ASSIGNMENT:
Every line of the material has to be retyped exactly.

EXERCISE INPUT:
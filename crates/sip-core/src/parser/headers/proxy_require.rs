// Parser for Proxy-Require header (RFC 3261 Section 20.29)
//
// The Proxy-Require header field is used to indicate proxy-sensitive features
// that MUST be supported by the proxy. Any request containing a Proxy-Require
// header field with one or more option-tags that the proxy does not understand
// MUST be rejected with a 420 (Bad Extension) response.
//
// ABNF:
// Proxy-Require = "Proxy-Require" HCOLON option-tag *(COMMA option-tag)
// option-tag = token
//
// Example:
// Proxy-Require: sec-agree, precondition

use nom::{
    branch::alt,
    bytes::complete::tag,
    character::complete::space0,
    combinator::{map, map_res, verify, not, fail, recognize, all_consuming, peek},
    multi::separated_list1,
    sequence::{preceded, terminated, delimited},
    IResult,
};
use std::str;

// Import from new modules
use crate::parser::separators::comma;
use crate::parser::token::token;
use crate::parser::whitespace::{sws, lws, owsp};
use crate::parser::ParseResult;

/// Parses an option-tag (token) with surrounding whitespace
/// 
/// RFC 3261 defines option-tag as a token, which cannot contain whitespace
/// This function ensures we only parse valid tokens and strips any surrounding whitespace
fn option_tag(input: &[u8]) -> ParseResult<&[u8]> {
    delimited(
        sws,
        token,
        sws
    )(input)
}

/// Parses an option-tag and converts it to a String
fn option_tag_string(input: &[u8]) -> ParseResult<String> {
    map_res(
        option_tag,
        |tag| str::from_utf8(tag).map(String::from)
    )(input)
}

/// Custom implementation of comma-separated-list for option-tags
/// 
/// This implementation strictly follows RFC 3261 ABNF:
/// - Ensures at least one option-tag
/// - Ensures no empty elements (e.g., rejects "foo,,bar")
/// - Handles whitespace around tokens and commas
fn option_tag_list(input: &[u8]) -> ParseResult<Vec<String>> {
    // Parse first token (required)
    let (mut remaining, first_tag) = option_tag_string(input)?;
    let mut tags = vec![first_tag];
    
    // Parse remaining tokens
    loop {
        // Try to match a comma followed by a tag
        match delimited(
            sws,
            tag(b","),
            sws
        )(remaining) {
            Ok((after_comma, _)) => {
                // After a comma, we must have a tag (not another comma)
                // This prevents "foo,,bar" from being accepted
                match option_tag_string(after_comma) {
                    Ok((new_remaining, next_tag)) => {
                        tags.push(next_tag);
                        remaining = new_remaining;
                    },
                    Err(_) => {
                        // If we find a comma but no valid tag after it, it's an error
                        return Err(nom::Err::Error(nom::error::Error::new(
                            after_comma,
                            nom::error::ErrorKind::Tag
                        )));
                    }
                }
            },
            Err(_) => {
                // No more commas, we're done
                break;
            }
        }
    }
    
    // Final check: ensure there's no remaining input
    if !remaining.is_empty() {
        return Err(nom::Err::Error(nom::error::Error::new(
            remaining,
            nom::error::ErrorKind::Verify
        )));
    }
    
    Ok((remaining, tags))
}

/// Parses the value of a Proxy-Require header.
///
/// This parser handles the part after "Proxy-Require:" in the SIP message.
/// The header name and HCOLON are handled by the top-level message_header parser.
///
/// The Proxy-Require header field is used to indicate proxy-sensitive features
/// that MUST be supported by the proxy. The header value contains a list of
/// option-tags, which are tokens representing SIP extensions.
///
/// Returns a vector of option-tags as strings.
pub fn parse_proxy_require(input: &[u8]) -> ParseResult<Vec<String>> {
    // Use our custom option_tag_list parser
    option_tag_list(input)
}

ANSWER FOR THE TASK:
filename crates/sip-core/src/parser/headers/proxy_require.rs
// Parser for Proxy-Require header (RFC 3261 Section 20.29)
//
// The Proxy-Require header field is used to indicate proxy-sensitive features
// that MUST be supported by the proxy. Any request containing a Proxy-Require
// header field with one or more option-tags that the proxy does not understand
// MUST be rejected with a 420 (Bad Extension) response.
//
// ABNF:
// Proxy-Require = "Proxy-Require" HCOLON option-tag *(COMMA option-tag)
// option-tag = token
//
// Example:
// Proxy-Require: sec-agree, precondition

use nom::{
    branch::alt,
    bytes::complete::tag,
    character::complete::space0,
    combinator::{map, map_res, verify, not, fail, recognize, all_consuming, peek},
    multi::separated_list1,
    sequence::{preceded, terminated, delimited},
    IResult,
};
use std::str;

// Import from new modules
use crate::parser::separators::comma;
use crate::parser::token::token;
use crate::parser::whitespace::{sws, lws, owsp};
use crate::parser::ParseResult;

/// Parses an option-tag (token) with surrounding whitespace
/// 
/// RFC 3261 defines option-tag as a token, which cannot contain whitespace
/// This function ensures we only parse valid tokens and strips any surrounding whitespace
fn option_tag(input: &[u8]) -> ParseResult<&[u8]> {
    delimited(
        sws,
        token,
        sws
    )(input)
}

/// Parses an option-tag and converts it to a String
fn option_tag_string(input: &[u8]) -> ParseResult<String> {
    map_res(
        option_tag,
        |tag| str::from_utf8(tag).map(String::from)
    )(input)
}

/// Custom implementation of comma-separated-list for option-tags
/// 
/// This implementation strictly follows RFC 3261 ABNF:
/// - Ensures at least one option-tag
/// - Ensures no empty elements (e.g., rejects "foo,,bar")
/// - Handles whitespace around tokens and commas
fn option_tag_list(input: &[u8]) -> ParseResult<Vec<String>> {
    // Parse first token (required)
    let (mut remaining, first_tag) = option_tag_string(input)?;
    let mut tags = vec![first_tag];
    
    // Parse remaining tokens
    loop {
        // Try to match a comma followed by a tag
        match delimited(
            sws,
            tag(b","),
            sws
        )(remaining) {
            Ok((after_comma, _)) => {
                // After a comma, we must have a tag (not another comma)
                // This prevents "foo,,bar" from being accepted
                match option_tag_string(after_comma) {
                    Ok((new_remaining, next_tag)) => {
                        tags.push(next_tag);
                        remaining = new_remaining;
                    },
                    Err(_) => {
                        // If we find a comma but no valid tag after it, it's an error
                        return Err(nom::Err::Error(nom::error::Error::new(
                            after_comma,
                            nom::error::ErrorKind::Tag
                        )));
                    }
                }
            },
            Err(_) => {
                // No more commas, we're done
                break;
            }
        }
    }
    
    // Final check: ensure there's no remaining input
    if !remaining.is_empty() {
        return Err(nom::Err::Error(nom::error::Error::new(
            remaining,
            nom::error::ErrorKind::Verify
        )));
    }
    
    Ok((remaining, tags))
}

/// Parses the value of a Proxy-Require header.
///
/// This parser handles the part after "Proxy-Require:" in the SIP message.
/// The header name and HCOLON are handled by the top-level message_header parser.
///
/// The Proxy-Require header field is used to indicate proxy-sensitive features
/// that MUST be supported by the proxy. The header value contains a list of
/// option-tags, which are tokens representing SIP extensions.
///
/// Returns a vector of option-tags as strings.
pub fn parse_proxy_require(input: &[u8]) -> ParseResult<Vec<String>> {
    // Use our custom option_tag_list parser
    option_tag_list(input)
}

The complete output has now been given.